The very first generation of VW Golf pioneered the name, being introduced in the U.S. in 1974 as the Volkswagen Rabbit--allegedly because the rabbit made more sense as a lovable follow-on to the well-liked Beetle than did the word Golf, which could have been associated with a sport. The first VW Rabbit sold from 1975 through 1984, when it was replaced by the Volkswagen Golf.
That first Rabbit established Volkswagen as the seller of smartly designed front-wheel-drive subcompact cars, and it was sufficiently successful in three-door and five-door hatchback forms that its assembly was moved to a new U.S. plant in Pennsylvania--at which point a two-door pickup model was added as well. The Rabbit also pioneered Volkswagen's sales of small diesel-engined models for greater fuel efficiency, and VW continues today as the largest U.S. seller of diesel passenger cars.

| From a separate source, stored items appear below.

// Copyright (c) 2024-2026 Martin Schröder <info@swedishembedded.com>
//
// SPDX-License-Identifier: Apache-2.0
use birk_config::Config;
use birk_protocol::{AskForApproval, Op, SandboxPolicy, TurnContextItem};

/// The configuration snapshot a turn executes under.
///
/// Two scopes exist: the session's **persistent** snapshot, mutated only
/// by `Op::OverrideTurnContext`, and **per-turn** copies built from
/// `Op::UserTurn` overrides.  A running task keeps the copy it started
/// with; persistent changes apply from the next task onward.
#[derive(Debug, Clone)]
pub struct TurnContext {
    pub model: String,
    /// Base URL of the page context the turn operates on.
    pub cwd: String,
    pub approval_policy: AskForApproval,
    pub sandbox_policy: SandboxPolicy,
    pub effort: Option<String>,
    pub summary: Option<String>,
    pub base_instructions: Option<String>,
    /// Review turns run in an isolated context; their items never reach
    /// the main conversation's rollout.
    pub is_review: bool,
}

impl TurnContext {
    pub fn from_config(config: &Config) -> Self {
        Self {
            model: config.model.selected.clone(),
            cwd: String::new(),
            approval_policy: AskForApproval::default(),
            sandbox_policy: SandboxPolicy::default(),
            effort: None,
            summary: None,
            base_instructions: config.base_instructions.clone(),
            is_review: false,
        }
    }

    /// Per-turn copy for an `Op::UserTurn`.
    pub fn for_user_turn(
        &self,
        cwd: String,
        approval_policy: AskForApproval,
        sandbox_policy: SandboxPolicy,
        model: String,
        effort: Option<String>,
        summary: Option<String>,
    ) -> Self {
        Self {
            model,
            cwd,
            approval_policy,
            sandbox_policy,
            effort,
            summary,
            base_instructions: self.base_instructions.clone(),
            is_review: false,
        }
    }

    /// Apply an `Op::OverrideTurnContext` in place.  Returns `true` when
    /// `cwd`, `sandbox_policy` or `model` changed — those changes get
    /// recorded into conversation history.
    pub fn apply_override(&mut self, op: &Op) -> bool {
        let Op::OverrideTurnContext {
            cwd,
            approval_policy,
            sandbox_policy,
            model,
            effort,
            summary,
        } = op
        else {
            return false;
        };
        let mut recordable = false;
        if let Some(cwd) = cwd {
            if *cwd != self.cwd {
                recordable = true;
            }
            self.cwd = cwd.clone();
        }
        if let Some(policy) = approval_policy {
            self.approval_policy = *policy;
        }
        if let Some(policy) = sandbox_policy {
            if *policy != self.sandbox_policy {
                recordable = true;
            }
            self.sandbox_policy = *policy;
        }
        if let Some(model) = model {
            if *model != self.model {
                recordable = true;
            }
            self.model = model.clone();
        }
        if let Some(effort) = effort {
            self.effort = Some(effort.clone());
        }
        if let Some(summary) = summary {
            self.summary = Some(summary.clone());
        }
        recordable
    }

    /// The rollout-recorded form of this snapshot.
    pub fn to_rollout_item(&self) -> TurnContextItem {
        TurnContextItem {
            model: self.model.clone(),
            cwd: self.cwd.clone(),
            approval_policy: self.approval_policy,
            sandbox_policy: self.sandbox_policy,
        }
    }
}

// ─── Unit tests ──────────────────────────────────────────────────────────────

#[cfg(test)]
mod tests {
    use super::*;

    fn ctx() -> TurnContext {
        TurnContext::from_config(&Config::default())
    }

    fn override_op(model: Option<&str>, cwd: Option<&str>) -> Op {
        Op::OverrideTurnContext {
            cwd: cwd.map(String::from),
            approval_policy: None,
            sandbox_policy: None,
            model: model.map(String::from),
            effort: None,
            summary: None,
        }
    }

    #[test]
    fn from_config_uses_selected_model() {
        assert_eq!(ctx().model, "gpt-5");
        assert!(!ctx().is_review);
    }

    #[test]
    fn override_model_change_is_recordable() {
        let mut c = ctx();
        assert!(c.apply_override(&override_op(Some("gpt-5-mini"), None)));
        assert_eq!(c.model, "gpt-5-mini");
    }

    #[test]
    fn override_to_same_model_is_not_recordable() {
        let mut c = ctx();
        assert!(!c.apply_override(&override_op(Some("gpt-5"), None)));
    }

    #[test]
    fn override_approval_policy_alone_is_not_recordable() {
        let mut c = ctx();
        let op = Op::OverrideTurnContext {
            cwd: None,
            approval_policy: Some(AskForApproval::Never),
            sandbox_policy: None,
            model: None,
            effort: None,
            summary: None,
        };
        assert!(!c.apply_override(&op));
        assert_eq!(c.approval_policy, AskForApproval::Never);
    }

    #[test]
    fn override_cwd_change_is_recordable() {
        let mut c = ctx();
        assert!(c.apply_override(&override_op(None, Some("https://example.com"))));
        assert_eq!(c.cwd, "https://example.com");
    }

    #[test]
    fn user_turn_copy_keeps_base_instructions() {
        let mut c = ctx();
        c.base_instructions = Some("custom".into());
        let per_turn = c.for_user_turn(
            "https://x".into(),
            AskForApproval::Never,
            SandboxPolicy::ReadOnly,
            "gpt-5-mini".into(),
            None,
            None,
        );
        assert_eq!(per_turn.base_instructions.as_deref(), Some("custom"));
        assert_eq!(per_turn.model, "gpt-5-mini");
        // The persistent snapshot is untouched.
        assert_eq!(c.model, "gpt-5");
    }
}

The Rabbit name was then revived by Volkswagen's U.S. marketing arm for the fifth-generation VW Golf, sold from 2006 through 2009. Again offered as a three-door or five-door hatchback, styling was clearly evolutionary from the superseded Golf model, but more rounded. The 2006-2009 Rabbit received high marks for its handling, but interior materials were not considered as high-quality as those of the previous generation, and despite slightly larger dimensions, it actually sacrificed 3 cubic feet of cargo space compared to the model it replaced.
The sole engine option on the 2006-2009 Rabbit was a 150-horsepower 2.5-liter five-cylinder producing 170 lb-ft of torque, with the choice of a standard five-speed manual gearbox or an optional six-speed automatic gearbox. Regrettably, Volkswagen had to pull its diesel engines off the market following the introduction of new and tougher U.S. emissions standards, and the 2006-2009 Rabbit had no TDI engine option. For the 2008 model year, however, the engine gained a slight power increase, with ratings rising to 170 hp and 177 lb-ft. Due to its complexity and high assembly cost, this generation of Golf/Rabbit lasted for just four model years in North America before it was replaced by the sixth-generation model--which returned, once again, to the global model name of Volkswagen Golf.
Both generations of Rabbit spawned higher-performance GTI models, with more powerful engines, sportier alloy wheels, and distinctive plaid-checked seat upholstery inserts. Those are actually separate models, however, with different engines, transmissions, and performance ratings.